» **TASK INSTRUCTIONS**: Write out again only the lines that run from the start of the entries to the line containing "TagEnd::Paragraph | TagEnd::Heading(_)", both included.

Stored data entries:
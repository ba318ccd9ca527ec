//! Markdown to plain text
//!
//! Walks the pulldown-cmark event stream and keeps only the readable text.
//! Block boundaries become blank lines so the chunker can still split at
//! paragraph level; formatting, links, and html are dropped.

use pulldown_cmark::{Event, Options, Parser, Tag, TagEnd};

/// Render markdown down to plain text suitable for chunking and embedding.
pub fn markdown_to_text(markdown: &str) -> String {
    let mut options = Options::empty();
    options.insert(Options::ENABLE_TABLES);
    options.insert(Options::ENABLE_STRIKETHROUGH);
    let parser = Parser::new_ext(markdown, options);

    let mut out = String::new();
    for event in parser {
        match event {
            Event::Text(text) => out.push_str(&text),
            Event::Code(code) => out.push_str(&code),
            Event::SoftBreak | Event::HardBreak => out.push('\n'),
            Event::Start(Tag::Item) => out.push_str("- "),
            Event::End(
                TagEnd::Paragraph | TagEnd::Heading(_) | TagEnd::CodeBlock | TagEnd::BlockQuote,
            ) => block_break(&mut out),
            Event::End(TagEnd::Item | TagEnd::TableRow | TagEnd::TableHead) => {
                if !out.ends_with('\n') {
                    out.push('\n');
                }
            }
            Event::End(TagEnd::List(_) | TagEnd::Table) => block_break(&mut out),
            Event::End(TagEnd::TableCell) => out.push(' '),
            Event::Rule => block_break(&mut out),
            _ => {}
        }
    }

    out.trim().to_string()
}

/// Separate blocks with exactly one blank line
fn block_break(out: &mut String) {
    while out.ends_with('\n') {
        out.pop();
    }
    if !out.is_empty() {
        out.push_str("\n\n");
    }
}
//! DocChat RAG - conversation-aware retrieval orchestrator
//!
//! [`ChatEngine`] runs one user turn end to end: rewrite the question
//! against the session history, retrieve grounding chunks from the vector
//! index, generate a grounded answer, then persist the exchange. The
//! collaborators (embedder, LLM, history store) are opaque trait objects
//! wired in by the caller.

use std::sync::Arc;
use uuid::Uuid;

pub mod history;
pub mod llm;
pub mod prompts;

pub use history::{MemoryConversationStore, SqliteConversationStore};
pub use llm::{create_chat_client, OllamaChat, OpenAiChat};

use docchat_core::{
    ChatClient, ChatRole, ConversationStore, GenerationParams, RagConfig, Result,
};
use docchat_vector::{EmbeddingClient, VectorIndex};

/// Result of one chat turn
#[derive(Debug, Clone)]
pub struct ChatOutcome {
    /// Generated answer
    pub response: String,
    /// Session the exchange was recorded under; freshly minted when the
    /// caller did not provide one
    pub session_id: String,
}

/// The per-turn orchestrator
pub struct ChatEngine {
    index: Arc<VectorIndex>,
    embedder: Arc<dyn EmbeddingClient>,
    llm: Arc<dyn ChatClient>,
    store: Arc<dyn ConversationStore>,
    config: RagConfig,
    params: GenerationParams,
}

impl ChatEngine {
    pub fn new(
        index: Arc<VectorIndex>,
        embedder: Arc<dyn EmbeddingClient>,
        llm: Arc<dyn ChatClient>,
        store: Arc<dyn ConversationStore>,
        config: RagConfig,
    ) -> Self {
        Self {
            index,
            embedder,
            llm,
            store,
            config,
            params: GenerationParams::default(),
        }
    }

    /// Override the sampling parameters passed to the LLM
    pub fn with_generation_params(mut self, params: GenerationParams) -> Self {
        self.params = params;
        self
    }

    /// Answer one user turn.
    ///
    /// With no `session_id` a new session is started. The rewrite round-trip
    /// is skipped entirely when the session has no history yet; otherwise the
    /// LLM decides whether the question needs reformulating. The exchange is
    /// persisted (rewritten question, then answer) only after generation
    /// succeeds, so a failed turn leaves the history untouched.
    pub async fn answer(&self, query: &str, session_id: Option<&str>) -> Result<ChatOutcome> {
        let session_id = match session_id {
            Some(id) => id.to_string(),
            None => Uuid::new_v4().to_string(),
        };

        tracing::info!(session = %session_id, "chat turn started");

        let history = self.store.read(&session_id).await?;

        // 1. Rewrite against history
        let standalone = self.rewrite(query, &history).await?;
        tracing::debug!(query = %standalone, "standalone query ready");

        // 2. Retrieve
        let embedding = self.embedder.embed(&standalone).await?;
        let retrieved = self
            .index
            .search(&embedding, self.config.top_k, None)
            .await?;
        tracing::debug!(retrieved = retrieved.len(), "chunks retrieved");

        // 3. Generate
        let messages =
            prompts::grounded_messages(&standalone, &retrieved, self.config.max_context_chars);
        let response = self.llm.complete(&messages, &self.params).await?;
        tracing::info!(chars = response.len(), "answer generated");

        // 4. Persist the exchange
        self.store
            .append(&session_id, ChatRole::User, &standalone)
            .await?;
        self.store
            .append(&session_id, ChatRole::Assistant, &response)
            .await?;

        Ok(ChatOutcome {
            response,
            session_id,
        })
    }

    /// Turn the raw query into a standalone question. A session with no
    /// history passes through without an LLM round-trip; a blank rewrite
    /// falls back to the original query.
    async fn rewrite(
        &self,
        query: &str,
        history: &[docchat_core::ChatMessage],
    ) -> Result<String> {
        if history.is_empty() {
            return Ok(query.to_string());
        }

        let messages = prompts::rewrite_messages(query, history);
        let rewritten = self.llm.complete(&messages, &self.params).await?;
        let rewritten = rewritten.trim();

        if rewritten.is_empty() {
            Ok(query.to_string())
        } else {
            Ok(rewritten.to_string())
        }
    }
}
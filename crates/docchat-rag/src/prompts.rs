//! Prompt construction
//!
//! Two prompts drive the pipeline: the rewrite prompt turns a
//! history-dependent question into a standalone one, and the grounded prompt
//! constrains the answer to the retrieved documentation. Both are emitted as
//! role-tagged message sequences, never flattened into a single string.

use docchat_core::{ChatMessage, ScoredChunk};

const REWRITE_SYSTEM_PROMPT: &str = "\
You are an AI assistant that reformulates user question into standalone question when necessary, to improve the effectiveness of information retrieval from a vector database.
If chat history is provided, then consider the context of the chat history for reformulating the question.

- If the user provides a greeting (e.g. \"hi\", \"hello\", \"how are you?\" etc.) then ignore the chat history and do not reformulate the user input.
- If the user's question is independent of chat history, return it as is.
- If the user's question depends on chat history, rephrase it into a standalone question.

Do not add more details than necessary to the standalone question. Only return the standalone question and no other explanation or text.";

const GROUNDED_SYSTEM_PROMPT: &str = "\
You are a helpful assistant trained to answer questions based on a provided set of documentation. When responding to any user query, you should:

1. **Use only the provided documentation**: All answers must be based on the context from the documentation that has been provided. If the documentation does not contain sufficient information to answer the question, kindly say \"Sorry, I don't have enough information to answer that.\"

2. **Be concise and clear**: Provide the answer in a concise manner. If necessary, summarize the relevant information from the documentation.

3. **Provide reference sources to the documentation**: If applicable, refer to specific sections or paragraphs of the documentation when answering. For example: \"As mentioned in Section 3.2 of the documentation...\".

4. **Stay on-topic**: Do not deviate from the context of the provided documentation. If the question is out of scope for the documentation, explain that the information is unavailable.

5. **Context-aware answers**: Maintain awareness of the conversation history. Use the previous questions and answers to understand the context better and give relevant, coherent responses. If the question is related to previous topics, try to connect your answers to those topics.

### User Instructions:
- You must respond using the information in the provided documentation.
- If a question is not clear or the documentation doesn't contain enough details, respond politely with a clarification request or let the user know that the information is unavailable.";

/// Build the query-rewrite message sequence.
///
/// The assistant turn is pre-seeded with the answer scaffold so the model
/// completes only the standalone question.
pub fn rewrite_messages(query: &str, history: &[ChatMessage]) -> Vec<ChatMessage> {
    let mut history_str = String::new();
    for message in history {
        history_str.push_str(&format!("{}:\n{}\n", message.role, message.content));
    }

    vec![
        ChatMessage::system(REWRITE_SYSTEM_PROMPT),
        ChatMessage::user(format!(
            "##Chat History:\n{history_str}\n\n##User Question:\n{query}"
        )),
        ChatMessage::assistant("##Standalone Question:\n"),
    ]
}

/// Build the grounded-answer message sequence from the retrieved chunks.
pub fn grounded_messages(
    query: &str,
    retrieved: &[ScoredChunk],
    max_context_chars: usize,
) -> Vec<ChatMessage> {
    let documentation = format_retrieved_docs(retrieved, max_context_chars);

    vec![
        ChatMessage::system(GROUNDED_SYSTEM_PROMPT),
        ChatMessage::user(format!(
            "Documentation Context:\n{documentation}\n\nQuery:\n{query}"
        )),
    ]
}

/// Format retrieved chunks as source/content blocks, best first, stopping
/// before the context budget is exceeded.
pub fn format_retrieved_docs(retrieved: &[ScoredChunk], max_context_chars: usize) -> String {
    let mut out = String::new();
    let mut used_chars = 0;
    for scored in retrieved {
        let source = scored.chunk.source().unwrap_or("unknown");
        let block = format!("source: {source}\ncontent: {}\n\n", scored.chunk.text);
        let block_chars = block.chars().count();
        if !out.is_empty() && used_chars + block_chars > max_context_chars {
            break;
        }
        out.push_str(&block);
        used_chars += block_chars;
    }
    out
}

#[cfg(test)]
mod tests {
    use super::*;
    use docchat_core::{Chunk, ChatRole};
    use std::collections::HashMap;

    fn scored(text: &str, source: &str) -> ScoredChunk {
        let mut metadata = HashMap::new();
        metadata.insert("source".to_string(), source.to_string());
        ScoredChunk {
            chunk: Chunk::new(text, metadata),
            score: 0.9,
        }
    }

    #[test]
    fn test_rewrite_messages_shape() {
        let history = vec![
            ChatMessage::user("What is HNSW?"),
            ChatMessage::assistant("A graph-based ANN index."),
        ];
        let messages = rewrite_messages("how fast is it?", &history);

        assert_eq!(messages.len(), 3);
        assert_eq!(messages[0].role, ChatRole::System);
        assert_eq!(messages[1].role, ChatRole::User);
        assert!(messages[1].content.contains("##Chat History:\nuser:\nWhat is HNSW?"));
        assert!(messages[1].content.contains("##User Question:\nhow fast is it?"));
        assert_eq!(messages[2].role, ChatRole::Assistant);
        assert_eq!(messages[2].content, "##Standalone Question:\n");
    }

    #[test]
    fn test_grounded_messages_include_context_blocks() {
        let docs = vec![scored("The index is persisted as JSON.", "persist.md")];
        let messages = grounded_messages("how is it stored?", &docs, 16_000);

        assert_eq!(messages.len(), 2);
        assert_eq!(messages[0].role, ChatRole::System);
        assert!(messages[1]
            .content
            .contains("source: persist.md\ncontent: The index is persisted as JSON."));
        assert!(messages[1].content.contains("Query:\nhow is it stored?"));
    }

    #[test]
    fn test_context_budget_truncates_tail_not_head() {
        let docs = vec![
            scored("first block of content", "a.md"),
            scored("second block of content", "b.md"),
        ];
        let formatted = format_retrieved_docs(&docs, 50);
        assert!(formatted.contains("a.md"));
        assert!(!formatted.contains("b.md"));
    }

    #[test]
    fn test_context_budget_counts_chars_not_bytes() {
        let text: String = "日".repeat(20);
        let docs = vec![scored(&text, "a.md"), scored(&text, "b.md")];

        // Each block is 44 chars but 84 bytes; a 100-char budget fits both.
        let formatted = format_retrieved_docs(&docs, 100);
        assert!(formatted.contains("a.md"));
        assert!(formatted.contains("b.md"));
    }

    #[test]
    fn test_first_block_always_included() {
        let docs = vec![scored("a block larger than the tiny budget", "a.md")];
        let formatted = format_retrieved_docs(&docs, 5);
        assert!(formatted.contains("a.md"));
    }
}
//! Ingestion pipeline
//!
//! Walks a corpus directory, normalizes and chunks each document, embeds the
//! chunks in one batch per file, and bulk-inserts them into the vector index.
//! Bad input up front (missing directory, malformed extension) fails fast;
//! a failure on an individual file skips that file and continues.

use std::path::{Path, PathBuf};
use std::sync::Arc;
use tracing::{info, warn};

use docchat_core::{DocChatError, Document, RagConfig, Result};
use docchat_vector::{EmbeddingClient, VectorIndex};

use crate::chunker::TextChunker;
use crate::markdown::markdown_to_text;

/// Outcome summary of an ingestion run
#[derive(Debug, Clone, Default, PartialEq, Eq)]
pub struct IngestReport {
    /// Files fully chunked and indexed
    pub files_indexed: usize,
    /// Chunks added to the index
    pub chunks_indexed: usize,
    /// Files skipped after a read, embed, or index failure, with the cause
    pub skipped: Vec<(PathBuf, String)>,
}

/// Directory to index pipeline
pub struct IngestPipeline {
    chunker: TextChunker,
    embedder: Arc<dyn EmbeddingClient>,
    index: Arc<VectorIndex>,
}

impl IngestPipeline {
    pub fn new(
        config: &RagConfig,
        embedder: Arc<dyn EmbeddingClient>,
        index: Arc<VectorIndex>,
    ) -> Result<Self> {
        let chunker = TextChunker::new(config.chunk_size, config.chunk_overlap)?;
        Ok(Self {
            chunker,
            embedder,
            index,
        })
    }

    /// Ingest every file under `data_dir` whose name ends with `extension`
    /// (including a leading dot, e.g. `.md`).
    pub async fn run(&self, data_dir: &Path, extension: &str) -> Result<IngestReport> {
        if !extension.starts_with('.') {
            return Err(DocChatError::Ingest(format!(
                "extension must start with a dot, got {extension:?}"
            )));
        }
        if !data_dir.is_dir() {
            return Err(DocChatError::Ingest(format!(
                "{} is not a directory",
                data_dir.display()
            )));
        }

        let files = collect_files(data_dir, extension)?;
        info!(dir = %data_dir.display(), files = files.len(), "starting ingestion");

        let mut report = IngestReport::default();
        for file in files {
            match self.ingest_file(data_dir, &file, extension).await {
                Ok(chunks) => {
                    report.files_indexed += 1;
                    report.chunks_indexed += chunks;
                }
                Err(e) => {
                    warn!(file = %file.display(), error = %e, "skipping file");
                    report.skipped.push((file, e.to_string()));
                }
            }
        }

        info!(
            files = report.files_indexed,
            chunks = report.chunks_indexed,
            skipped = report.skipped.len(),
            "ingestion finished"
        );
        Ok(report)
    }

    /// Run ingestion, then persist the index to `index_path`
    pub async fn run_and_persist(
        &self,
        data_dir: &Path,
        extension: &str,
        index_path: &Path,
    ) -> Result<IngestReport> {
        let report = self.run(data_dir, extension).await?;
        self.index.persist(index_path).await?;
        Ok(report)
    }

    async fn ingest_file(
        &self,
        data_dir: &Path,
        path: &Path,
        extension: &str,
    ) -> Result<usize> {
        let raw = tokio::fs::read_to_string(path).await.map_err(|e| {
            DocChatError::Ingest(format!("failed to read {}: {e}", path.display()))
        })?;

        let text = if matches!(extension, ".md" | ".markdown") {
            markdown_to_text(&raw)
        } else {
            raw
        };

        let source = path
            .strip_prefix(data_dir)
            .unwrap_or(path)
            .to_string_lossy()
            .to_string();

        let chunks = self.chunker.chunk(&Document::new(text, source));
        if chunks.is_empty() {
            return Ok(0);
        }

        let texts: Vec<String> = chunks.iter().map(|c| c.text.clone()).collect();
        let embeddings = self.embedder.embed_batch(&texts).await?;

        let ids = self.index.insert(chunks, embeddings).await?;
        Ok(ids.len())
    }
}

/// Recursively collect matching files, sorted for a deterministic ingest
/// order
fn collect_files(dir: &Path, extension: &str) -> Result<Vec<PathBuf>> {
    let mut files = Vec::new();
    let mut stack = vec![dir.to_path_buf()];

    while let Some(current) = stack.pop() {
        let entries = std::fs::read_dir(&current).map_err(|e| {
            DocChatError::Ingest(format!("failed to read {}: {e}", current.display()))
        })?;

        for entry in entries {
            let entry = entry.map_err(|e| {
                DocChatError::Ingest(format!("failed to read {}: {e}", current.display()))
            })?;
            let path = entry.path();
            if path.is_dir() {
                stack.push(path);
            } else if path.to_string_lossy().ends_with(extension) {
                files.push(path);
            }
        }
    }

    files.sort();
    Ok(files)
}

» **EXERCISE ANSWER**:
repository ba318ccd9ca527ec
//! Markdown to plain text
//!
//! Walks the pulldown-cmark event stream and keeps only the readable text.
//! Block boundaries become blank lines so the chunker can still split at
//! paragraph level; formatting, links, and html are dropped.

use pulldown_cmark::{Event, Options, Parser, Tag, TagEnd};

/// Render markdown down to plain text suitable for chunking and embedding.
pub fn markdown_to_text(markdown: &str) -> String {
    let mut options = Options::empty();
    options.insert(Options::ENABLE_TABLES);
    options.insert(Options::ENABLE_STRIKETHROUGH);
    let parser = Parser::new_ext(markdown, options);

    let mut out = String::new();
    for event in parser {
        match event {
            Event::Text(text) => out.push_str(&text),
            Event::Code(code) => out.push_str(&code),
            Event::SoftBreak | Event::HardBreak => out.push('\n'),
            Event::Start(Tag::Item) => out.push_str("- "),
            Event::End(
                TagEnd::Paragraph | TagEnd::Heading(_) | TagEnd::CodeBlock | TagEnd::BlockQuote,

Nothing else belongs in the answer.